_Task directions_. In the listing below, find every line containing "chunks" and copy it out.

┄┄┄┄┄┄┄┄┄┄

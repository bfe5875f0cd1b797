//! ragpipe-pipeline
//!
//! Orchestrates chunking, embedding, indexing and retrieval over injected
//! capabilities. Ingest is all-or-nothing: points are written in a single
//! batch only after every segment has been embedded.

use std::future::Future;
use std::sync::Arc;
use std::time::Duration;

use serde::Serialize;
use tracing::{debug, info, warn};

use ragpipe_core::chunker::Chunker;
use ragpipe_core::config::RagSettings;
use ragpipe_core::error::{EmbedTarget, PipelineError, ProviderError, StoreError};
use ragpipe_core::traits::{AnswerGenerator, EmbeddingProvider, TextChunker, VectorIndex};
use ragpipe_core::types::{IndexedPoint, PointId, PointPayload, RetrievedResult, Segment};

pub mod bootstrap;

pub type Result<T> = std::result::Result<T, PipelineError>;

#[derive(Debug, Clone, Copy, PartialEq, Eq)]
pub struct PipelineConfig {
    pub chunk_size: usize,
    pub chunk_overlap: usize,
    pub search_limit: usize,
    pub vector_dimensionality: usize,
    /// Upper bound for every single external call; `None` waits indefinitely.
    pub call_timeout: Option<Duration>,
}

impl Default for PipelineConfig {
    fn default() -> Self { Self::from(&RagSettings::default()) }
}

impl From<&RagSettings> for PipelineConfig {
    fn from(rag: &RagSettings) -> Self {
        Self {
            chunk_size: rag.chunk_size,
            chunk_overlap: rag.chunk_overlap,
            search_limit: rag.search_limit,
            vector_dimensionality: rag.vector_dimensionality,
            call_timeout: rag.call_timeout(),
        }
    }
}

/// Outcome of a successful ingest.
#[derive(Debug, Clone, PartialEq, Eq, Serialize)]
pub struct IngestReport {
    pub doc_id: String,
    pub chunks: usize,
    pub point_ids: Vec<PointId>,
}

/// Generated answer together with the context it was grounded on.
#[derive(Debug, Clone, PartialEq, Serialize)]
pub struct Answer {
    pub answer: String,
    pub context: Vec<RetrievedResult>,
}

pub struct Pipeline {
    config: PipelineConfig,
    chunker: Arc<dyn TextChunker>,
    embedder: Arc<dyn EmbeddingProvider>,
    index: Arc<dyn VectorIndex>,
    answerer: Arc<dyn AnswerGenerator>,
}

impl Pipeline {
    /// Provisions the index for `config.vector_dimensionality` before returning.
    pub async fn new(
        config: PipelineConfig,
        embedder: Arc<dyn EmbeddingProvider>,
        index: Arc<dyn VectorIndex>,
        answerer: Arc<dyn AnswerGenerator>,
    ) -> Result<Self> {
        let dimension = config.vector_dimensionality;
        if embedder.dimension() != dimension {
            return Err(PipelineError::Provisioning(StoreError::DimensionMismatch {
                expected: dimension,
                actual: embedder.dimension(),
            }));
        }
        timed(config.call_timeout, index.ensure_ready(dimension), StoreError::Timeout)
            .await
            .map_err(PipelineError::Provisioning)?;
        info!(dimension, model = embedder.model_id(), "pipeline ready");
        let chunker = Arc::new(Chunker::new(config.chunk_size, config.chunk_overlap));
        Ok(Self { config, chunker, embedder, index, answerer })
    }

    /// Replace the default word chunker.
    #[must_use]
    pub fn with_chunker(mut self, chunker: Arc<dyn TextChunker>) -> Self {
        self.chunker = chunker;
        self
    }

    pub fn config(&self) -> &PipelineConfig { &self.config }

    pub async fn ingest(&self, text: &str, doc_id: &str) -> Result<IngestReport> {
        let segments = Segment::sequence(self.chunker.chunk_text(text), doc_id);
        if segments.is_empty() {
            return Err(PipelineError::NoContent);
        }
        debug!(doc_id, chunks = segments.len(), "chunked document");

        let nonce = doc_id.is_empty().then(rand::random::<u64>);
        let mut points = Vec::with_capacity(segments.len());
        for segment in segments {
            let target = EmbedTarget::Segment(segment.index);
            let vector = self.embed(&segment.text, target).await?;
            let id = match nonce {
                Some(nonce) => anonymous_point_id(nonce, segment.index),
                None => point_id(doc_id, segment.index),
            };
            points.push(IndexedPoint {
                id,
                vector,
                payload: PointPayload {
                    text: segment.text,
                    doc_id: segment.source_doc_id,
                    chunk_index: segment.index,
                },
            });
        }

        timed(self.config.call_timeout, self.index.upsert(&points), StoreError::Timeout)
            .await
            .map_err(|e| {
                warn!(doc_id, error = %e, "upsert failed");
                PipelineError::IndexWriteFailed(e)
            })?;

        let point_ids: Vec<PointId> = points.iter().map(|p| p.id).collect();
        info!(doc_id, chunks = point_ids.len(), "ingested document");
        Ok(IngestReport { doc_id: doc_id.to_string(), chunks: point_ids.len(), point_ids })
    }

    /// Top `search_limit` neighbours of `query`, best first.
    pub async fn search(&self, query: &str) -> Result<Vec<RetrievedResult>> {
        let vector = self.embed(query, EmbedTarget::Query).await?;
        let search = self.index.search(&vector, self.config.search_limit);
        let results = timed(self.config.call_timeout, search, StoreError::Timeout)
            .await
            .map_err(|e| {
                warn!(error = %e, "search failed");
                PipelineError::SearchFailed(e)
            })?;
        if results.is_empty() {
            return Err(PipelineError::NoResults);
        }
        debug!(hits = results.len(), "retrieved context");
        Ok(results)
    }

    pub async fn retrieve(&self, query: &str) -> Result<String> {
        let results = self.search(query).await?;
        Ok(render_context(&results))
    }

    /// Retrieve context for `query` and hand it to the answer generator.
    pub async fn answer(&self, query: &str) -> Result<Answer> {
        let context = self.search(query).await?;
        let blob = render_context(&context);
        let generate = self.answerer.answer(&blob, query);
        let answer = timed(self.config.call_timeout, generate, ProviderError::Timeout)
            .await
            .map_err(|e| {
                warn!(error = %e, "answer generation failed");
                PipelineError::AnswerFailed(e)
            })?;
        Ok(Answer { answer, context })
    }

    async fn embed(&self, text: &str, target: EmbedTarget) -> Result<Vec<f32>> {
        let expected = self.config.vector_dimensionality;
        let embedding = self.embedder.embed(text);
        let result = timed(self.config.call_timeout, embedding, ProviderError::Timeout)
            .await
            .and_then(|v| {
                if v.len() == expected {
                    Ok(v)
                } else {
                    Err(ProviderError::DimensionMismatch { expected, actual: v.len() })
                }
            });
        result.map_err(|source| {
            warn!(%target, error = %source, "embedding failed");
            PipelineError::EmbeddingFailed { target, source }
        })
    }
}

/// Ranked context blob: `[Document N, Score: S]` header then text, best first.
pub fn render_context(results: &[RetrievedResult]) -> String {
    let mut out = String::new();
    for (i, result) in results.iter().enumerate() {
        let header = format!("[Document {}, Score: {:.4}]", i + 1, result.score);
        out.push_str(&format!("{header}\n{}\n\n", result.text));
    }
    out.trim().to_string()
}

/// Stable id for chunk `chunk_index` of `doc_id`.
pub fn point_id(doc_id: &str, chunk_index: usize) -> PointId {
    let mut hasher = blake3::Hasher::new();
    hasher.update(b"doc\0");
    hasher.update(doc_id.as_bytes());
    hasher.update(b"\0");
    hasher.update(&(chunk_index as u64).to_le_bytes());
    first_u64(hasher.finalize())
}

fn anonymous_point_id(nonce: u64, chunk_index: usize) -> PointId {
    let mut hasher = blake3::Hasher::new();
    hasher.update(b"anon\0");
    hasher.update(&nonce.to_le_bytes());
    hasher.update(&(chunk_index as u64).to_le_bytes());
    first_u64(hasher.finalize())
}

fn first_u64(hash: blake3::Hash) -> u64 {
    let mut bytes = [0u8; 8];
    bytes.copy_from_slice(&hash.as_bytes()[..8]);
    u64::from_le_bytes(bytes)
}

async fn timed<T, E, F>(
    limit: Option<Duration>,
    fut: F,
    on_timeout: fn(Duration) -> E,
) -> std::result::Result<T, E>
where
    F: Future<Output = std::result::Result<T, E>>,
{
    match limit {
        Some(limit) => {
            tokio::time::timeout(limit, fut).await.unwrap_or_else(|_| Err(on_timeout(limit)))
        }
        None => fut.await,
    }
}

┄┄┄┄┄┄┄┄┄┄

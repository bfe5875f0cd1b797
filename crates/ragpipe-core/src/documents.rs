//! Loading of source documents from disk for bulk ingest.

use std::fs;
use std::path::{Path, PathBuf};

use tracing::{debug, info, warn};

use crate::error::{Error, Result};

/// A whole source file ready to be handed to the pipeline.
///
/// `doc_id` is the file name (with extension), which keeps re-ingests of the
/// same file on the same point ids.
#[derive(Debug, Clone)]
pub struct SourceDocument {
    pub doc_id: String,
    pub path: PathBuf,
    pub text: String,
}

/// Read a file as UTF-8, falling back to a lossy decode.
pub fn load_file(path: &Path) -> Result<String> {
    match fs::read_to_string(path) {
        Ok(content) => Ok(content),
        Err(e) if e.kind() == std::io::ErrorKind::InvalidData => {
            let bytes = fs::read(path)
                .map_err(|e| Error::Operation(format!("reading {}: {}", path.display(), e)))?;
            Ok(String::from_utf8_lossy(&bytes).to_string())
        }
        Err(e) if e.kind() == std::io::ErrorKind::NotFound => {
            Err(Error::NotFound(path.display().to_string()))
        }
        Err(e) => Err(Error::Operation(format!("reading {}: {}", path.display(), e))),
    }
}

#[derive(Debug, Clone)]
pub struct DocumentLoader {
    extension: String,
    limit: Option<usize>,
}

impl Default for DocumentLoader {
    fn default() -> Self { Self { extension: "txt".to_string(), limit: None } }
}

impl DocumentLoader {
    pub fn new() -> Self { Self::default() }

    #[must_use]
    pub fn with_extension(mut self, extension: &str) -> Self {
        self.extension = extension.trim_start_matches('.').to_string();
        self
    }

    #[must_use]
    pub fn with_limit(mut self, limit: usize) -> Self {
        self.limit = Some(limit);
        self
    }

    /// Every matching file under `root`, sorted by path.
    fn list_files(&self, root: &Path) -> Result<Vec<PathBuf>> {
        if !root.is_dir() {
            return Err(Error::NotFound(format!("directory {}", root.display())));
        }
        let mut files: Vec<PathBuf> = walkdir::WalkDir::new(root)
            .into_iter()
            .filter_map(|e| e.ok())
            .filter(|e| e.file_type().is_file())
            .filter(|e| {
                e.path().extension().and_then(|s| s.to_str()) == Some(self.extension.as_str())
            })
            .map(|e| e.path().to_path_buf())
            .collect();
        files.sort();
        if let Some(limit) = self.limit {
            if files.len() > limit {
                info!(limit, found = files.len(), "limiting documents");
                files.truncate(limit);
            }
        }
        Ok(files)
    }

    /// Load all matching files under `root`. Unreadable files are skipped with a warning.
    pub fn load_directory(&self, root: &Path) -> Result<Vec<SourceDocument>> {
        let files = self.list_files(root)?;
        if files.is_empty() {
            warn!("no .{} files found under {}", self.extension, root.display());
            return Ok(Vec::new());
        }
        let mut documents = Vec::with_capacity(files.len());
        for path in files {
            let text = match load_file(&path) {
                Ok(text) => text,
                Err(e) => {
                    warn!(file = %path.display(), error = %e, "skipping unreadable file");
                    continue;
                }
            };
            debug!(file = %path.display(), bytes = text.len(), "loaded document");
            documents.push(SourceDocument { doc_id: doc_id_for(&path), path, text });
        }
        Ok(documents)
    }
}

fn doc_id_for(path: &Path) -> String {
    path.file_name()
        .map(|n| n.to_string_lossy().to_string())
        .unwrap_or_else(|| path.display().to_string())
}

┄┄┄┄┄┄┄┄┄┄

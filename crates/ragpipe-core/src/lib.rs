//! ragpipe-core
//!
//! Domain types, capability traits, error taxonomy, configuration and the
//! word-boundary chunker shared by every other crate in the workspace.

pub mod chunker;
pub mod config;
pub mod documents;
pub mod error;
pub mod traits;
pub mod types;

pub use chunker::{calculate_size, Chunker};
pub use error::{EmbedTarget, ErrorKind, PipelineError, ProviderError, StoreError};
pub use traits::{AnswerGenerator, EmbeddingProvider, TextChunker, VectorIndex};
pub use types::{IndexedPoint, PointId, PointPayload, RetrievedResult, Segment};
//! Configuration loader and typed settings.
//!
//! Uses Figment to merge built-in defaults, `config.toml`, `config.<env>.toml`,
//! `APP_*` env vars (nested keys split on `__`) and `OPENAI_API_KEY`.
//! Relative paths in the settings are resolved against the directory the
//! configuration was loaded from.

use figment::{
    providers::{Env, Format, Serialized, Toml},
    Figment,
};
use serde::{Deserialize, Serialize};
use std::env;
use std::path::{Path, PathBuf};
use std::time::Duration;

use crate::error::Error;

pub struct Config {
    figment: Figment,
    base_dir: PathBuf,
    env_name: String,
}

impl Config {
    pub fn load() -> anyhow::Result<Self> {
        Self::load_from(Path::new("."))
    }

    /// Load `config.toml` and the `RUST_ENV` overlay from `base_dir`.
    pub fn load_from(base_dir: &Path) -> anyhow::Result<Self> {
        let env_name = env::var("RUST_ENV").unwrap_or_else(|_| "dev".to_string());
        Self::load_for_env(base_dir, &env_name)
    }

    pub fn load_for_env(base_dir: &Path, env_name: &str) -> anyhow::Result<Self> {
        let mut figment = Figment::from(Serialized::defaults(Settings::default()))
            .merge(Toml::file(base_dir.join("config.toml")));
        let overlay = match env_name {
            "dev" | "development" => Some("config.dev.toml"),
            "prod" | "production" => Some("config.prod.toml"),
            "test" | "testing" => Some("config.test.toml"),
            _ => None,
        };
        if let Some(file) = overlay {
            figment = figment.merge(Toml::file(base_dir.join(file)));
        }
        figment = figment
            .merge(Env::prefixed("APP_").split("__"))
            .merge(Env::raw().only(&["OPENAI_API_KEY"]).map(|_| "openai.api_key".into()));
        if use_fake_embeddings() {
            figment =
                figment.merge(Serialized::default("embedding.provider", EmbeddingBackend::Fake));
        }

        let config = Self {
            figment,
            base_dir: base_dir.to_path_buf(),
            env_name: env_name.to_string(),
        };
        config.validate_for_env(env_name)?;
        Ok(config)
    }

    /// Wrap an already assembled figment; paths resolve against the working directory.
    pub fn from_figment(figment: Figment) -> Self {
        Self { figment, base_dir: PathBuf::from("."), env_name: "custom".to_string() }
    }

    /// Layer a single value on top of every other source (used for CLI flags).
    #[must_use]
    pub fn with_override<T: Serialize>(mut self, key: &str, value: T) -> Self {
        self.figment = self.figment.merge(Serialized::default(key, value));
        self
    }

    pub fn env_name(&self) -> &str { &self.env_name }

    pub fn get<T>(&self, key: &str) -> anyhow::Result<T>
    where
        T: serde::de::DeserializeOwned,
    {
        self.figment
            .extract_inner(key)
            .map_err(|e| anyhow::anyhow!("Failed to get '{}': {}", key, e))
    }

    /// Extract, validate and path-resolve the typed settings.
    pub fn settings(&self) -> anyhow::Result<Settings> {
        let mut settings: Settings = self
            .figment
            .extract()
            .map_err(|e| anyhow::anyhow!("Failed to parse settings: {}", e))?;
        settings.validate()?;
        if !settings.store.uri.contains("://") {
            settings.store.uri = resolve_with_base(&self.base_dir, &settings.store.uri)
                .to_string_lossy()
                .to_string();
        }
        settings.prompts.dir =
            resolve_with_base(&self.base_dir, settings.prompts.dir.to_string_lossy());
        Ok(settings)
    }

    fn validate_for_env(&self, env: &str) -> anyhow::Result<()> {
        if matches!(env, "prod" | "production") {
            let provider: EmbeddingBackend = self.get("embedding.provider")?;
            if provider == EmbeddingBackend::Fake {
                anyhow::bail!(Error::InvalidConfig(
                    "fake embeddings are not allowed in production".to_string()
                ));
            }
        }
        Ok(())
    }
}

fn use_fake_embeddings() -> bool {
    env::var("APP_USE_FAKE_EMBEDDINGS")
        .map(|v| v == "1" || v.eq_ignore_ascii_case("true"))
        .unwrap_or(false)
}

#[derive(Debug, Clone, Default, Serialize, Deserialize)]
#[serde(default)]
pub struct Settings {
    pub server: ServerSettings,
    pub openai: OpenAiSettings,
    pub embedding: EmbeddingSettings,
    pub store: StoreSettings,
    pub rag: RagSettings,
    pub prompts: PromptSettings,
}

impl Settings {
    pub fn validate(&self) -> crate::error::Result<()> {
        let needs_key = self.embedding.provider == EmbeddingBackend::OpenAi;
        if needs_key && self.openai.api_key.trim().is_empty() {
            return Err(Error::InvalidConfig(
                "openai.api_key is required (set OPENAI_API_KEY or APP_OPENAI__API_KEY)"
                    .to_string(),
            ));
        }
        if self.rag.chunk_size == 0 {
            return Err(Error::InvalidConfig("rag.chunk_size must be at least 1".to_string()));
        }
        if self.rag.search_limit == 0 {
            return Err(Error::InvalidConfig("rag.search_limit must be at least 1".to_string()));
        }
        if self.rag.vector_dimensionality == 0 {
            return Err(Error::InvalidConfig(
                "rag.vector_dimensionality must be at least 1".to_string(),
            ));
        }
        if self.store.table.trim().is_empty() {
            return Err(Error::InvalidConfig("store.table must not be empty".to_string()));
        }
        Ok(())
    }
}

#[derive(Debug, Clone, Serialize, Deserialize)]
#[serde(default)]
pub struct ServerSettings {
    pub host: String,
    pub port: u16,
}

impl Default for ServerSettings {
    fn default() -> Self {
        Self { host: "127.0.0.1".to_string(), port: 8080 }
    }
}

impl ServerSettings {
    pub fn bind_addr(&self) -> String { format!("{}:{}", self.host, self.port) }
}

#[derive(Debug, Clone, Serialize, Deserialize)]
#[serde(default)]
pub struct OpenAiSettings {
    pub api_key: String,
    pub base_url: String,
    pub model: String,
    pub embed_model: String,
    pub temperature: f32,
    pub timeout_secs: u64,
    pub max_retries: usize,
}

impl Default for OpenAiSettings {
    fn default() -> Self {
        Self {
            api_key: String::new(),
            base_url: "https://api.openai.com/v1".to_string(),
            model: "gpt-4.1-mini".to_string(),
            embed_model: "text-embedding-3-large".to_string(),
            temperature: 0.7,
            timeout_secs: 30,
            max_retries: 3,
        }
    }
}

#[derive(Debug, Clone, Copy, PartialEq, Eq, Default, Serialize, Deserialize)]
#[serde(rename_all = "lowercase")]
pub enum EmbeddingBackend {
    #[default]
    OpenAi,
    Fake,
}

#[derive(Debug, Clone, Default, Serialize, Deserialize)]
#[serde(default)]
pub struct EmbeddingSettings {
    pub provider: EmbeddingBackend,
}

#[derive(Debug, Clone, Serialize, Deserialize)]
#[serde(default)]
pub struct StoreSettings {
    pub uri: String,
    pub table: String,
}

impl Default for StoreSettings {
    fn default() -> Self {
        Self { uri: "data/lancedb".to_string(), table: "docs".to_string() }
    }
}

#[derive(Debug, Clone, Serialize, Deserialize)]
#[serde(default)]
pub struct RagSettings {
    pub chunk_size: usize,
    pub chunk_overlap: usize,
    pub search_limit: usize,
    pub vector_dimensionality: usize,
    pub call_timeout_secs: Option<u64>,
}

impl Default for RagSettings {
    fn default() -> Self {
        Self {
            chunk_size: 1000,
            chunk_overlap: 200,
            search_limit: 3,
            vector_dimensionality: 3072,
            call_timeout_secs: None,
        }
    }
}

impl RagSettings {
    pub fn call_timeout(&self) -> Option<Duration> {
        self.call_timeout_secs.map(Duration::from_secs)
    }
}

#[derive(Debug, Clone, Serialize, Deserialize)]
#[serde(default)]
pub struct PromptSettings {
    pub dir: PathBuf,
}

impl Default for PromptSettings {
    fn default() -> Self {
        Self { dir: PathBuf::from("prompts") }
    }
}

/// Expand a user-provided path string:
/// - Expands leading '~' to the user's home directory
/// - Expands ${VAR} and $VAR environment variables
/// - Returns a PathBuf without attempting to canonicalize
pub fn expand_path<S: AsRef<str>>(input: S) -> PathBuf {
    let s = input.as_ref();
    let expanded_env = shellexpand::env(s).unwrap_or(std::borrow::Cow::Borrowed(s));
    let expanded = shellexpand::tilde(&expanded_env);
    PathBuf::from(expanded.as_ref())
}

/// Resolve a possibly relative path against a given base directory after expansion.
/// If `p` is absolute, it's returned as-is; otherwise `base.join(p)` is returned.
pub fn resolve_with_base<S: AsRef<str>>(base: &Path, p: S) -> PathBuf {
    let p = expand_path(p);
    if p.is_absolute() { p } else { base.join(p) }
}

┄┄┄┄┄┄┄┄┄┄

_Response_.
    pub chunks: usize,
        debug!(doc_id, chunks = segments.len(), "chunked document");
        info!(doc_id, chunks = point_ids.len(), "ingested document");
        Ok(IngestReport { doc_id: doc_id.to_string(), chunks: point_ids.len(), point_ids })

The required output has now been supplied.